Work to be completed =>
The required output is the lines below from the line containing "Prompt asking for" to the line containing "mod privilege_level;", inclusive, retyped exactly. No other lines belong in it.
── Data for review ──
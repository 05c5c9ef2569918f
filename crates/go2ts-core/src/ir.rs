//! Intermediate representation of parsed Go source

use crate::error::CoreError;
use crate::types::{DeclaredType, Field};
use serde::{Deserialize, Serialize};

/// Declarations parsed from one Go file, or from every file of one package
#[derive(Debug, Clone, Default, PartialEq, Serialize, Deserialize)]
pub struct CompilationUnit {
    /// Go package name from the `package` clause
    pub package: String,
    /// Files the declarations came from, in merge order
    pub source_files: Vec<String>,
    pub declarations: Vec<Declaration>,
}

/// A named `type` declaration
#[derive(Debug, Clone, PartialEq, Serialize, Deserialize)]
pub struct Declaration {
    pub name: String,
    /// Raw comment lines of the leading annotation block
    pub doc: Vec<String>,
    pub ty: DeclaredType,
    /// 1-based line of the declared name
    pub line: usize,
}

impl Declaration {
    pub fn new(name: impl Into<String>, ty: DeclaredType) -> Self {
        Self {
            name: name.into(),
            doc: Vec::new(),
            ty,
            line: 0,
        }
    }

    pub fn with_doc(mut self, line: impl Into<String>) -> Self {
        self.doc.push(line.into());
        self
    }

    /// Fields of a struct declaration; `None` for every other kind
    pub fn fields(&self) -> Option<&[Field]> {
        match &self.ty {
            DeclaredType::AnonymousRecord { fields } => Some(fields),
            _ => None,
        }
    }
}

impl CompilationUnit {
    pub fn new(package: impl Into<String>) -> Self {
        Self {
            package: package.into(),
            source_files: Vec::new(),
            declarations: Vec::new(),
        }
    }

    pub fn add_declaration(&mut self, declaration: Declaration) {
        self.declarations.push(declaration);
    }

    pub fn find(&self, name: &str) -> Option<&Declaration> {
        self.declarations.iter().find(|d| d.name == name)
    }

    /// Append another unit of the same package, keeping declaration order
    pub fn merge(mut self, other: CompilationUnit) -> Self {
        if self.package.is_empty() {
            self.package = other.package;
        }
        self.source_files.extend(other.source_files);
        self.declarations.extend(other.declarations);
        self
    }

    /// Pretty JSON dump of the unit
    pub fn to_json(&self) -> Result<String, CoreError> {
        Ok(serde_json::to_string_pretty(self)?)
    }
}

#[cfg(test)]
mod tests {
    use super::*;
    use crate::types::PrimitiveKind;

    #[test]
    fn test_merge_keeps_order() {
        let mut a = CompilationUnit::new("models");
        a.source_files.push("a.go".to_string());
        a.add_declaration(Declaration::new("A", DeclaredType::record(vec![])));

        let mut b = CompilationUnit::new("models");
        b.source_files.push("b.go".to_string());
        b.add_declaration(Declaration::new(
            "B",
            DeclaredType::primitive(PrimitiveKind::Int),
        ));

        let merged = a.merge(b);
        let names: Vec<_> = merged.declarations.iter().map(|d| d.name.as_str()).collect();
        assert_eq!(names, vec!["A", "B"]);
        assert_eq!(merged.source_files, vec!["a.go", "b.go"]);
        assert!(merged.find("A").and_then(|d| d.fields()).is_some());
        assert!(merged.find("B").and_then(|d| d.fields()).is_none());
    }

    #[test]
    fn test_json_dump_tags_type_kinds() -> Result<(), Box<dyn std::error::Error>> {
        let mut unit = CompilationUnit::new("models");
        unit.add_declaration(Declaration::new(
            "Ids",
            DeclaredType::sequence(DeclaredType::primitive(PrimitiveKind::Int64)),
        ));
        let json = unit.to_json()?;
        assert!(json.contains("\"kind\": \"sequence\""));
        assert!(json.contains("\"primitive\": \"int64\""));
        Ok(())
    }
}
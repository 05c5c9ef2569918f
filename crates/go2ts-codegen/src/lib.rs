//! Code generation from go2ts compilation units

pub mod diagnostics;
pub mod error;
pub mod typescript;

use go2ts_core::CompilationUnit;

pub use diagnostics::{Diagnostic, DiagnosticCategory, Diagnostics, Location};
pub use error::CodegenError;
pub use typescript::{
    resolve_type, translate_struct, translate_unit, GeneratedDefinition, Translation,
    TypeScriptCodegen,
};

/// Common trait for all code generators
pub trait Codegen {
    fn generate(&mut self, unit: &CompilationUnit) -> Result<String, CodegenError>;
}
───
── Data for review ──
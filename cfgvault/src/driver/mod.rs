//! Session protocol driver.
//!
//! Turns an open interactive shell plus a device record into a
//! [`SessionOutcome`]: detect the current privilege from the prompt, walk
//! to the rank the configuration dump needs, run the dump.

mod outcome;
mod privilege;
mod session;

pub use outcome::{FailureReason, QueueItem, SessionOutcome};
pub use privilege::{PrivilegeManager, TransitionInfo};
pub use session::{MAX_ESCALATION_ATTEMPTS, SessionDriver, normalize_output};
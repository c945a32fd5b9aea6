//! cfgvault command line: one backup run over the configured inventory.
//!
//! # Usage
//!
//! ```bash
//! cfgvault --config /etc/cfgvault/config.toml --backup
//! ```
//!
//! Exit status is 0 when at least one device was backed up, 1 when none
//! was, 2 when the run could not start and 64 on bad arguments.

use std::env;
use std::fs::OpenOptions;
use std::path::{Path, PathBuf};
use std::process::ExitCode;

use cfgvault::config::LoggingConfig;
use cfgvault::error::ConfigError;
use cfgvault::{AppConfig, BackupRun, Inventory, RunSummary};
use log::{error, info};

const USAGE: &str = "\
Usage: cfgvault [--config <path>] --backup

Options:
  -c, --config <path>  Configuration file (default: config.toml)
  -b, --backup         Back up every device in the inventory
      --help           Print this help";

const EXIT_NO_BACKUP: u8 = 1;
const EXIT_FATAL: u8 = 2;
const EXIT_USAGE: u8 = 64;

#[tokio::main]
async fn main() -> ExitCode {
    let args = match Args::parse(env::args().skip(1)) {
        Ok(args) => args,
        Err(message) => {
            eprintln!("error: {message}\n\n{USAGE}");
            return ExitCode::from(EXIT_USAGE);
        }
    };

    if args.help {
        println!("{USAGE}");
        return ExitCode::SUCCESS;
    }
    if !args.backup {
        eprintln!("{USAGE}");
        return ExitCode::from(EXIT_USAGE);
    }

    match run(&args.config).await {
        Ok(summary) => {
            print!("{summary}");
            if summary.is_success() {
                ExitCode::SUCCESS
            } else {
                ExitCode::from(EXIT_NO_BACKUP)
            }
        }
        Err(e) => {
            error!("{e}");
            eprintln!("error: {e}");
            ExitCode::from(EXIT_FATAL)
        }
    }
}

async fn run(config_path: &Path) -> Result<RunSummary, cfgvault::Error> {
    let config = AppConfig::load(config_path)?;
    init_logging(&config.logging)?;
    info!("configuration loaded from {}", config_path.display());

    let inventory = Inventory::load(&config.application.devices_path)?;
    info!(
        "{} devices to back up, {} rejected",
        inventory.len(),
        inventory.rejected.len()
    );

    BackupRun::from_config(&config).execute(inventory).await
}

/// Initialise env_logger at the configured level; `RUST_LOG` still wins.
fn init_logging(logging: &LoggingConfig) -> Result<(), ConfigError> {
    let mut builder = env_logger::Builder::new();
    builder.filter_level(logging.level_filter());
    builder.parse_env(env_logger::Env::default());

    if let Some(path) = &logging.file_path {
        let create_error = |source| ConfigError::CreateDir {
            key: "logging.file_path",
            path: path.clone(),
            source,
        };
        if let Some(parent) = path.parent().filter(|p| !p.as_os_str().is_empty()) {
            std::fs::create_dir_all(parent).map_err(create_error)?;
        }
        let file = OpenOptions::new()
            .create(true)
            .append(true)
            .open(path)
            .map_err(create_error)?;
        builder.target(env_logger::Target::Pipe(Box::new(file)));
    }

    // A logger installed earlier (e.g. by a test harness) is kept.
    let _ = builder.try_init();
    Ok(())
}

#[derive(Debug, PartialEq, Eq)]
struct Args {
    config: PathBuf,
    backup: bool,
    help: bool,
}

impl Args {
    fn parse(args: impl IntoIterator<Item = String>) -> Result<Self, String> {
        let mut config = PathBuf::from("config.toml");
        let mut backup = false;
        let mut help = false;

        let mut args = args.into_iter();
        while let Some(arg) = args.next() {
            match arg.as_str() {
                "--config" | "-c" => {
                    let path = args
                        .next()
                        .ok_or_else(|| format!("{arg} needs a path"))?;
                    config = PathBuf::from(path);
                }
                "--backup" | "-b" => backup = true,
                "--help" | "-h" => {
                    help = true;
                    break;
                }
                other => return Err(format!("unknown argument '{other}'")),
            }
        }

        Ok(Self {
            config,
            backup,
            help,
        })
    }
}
───
── Data for review ──
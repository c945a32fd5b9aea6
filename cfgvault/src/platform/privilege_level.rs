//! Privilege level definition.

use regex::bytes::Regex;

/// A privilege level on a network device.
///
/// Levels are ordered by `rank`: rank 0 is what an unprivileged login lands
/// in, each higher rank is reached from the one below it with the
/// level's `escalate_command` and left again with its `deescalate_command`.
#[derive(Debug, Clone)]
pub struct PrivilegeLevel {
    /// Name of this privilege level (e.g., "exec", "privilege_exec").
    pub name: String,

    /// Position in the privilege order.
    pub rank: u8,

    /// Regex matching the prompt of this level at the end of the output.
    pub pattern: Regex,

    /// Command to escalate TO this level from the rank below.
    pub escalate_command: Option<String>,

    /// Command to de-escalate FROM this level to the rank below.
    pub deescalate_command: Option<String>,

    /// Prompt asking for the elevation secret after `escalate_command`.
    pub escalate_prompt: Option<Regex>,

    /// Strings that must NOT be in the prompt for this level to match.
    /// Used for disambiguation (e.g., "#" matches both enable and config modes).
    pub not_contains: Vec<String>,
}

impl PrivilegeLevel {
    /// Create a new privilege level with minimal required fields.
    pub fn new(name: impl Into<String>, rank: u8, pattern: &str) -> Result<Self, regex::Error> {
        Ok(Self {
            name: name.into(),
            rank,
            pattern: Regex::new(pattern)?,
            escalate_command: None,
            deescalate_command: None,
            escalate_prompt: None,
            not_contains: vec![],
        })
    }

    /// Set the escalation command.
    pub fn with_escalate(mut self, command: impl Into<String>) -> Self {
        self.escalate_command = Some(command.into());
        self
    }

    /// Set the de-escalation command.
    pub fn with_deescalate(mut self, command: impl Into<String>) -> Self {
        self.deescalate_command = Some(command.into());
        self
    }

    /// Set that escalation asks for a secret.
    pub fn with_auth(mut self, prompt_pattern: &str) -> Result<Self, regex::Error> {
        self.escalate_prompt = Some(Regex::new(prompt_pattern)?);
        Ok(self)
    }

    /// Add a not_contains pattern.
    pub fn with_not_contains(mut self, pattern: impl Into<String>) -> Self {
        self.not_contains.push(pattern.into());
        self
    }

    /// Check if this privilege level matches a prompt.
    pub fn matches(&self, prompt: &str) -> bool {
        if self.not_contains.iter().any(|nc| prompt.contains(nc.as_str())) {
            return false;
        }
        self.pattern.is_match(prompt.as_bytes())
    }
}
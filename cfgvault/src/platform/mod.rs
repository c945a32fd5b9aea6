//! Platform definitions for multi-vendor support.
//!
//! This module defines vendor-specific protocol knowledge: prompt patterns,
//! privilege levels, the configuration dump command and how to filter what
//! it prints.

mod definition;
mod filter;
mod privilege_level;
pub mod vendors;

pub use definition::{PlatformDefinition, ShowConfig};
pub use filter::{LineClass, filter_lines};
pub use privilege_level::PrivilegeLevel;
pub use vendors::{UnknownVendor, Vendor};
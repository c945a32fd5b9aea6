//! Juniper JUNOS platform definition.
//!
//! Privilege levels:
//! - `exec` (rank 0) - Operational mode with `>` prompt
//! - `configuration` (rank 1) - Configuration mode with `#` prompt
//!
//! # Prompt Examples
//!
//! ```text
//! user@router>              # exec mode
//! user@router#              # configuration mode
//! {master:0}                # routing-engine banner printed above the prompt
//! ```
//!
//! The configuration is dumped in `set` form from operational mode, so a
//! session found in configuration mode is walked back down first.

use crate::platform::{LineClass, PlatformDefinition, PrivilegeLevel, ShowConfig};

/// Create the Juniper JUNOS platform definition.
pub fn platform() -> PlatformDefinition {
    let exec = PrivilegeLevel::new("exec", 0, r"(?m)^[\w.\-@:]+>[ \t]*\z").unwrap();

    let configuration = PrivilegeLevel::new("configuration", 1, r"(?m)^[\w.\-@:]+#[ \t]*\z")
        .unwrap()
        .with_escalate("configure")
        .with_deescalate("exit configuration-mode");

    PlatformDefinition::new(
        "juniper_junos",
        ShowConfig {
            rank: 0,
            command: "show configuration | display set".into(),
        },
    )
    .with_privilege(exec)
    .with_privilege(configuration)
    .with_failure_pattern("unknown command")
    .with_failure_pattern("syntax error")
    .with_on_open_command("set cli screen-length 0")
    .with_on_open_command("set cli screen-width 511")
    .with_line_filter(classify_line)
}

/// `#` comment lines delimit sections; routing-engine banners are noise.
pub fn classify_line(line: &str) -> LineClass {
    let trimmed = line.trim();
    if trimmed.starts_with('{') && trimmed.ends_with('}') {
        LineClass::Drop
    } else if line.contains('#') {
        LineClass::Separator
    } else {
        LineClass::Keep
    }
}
───
Output of the task =>
    /// Prompt asking for the elevation secret after `escalate_command`.
    pub escalate_prompt: Option<Regex>,

    /// Strings that must NOT be in the prompt for this level to match.
    /// Used for disambiguation (e.g., "#" matches both enable and config modes).
    pub not_contains: Vec<String>,
}

impl PrivilegeLevel {
    /// Create a new privilege level with minimal required fields.
    pub fn new(name: impl Into<String>, rank: u8, pattern: &str) -> Result<Self, regex::Error> {
        Ok(Self {
            name: name.into(),
            rank,
            pattern: Regex::new(pattern)?,
            escalate_command: None,
            deescalate_command: None,
            escalate_prompt: None,
            not_contains: vec![],
        })
    }

    /// Set the escalation command.
    pub fn with_escalate(mut self, command: impl Into<String>) -> Self {
        self.escalate_command = Some(command.into());
        self
    }

    /// Set the de-escalation command.
    pub fn with_deescalate(mut self, command: impl Into<String>) -> Self {
        self.deescalate_command = Some(command.into());
        self
    }

    /// Set that escalation asks for a secret.
    pub fn with_auth(mut self, prompt_pattern: &str) -> Result<Self, regex::Error> {
        self.escalate_prompt = Some(Regex::new(prompt_pattern)?);
        Ok(self)
    }

    /// Add a not_contains pattern.
    pub fn with_not_contains(mut self, pattern: impl Into<String>) -> Self {
        self.not_contains.push(pattern.into());
        self
    }

    /// Check if this privilege level matches a prompt.
    pub fn matches(&self, prompt: &str) -> bool {
        if self.not_contains.iter().any(|nc| prompt.contains(nc.as_str())) {
            return false;
        }
        self.pattern.is_match(prompt.as_bytes())
    }
}
filename cfgvault/src/platform/mod.rs
repository c945a32fd5b9aea6
//! Platform definitions for multi-vendor support.
//!
//! This module defines vendor-specific protocol knowledge: prompt patterns,
//! privilege levels, the configuration dump command and how to filter what
//! it prints.

mod definition;
mod filter;
mod privilege_level;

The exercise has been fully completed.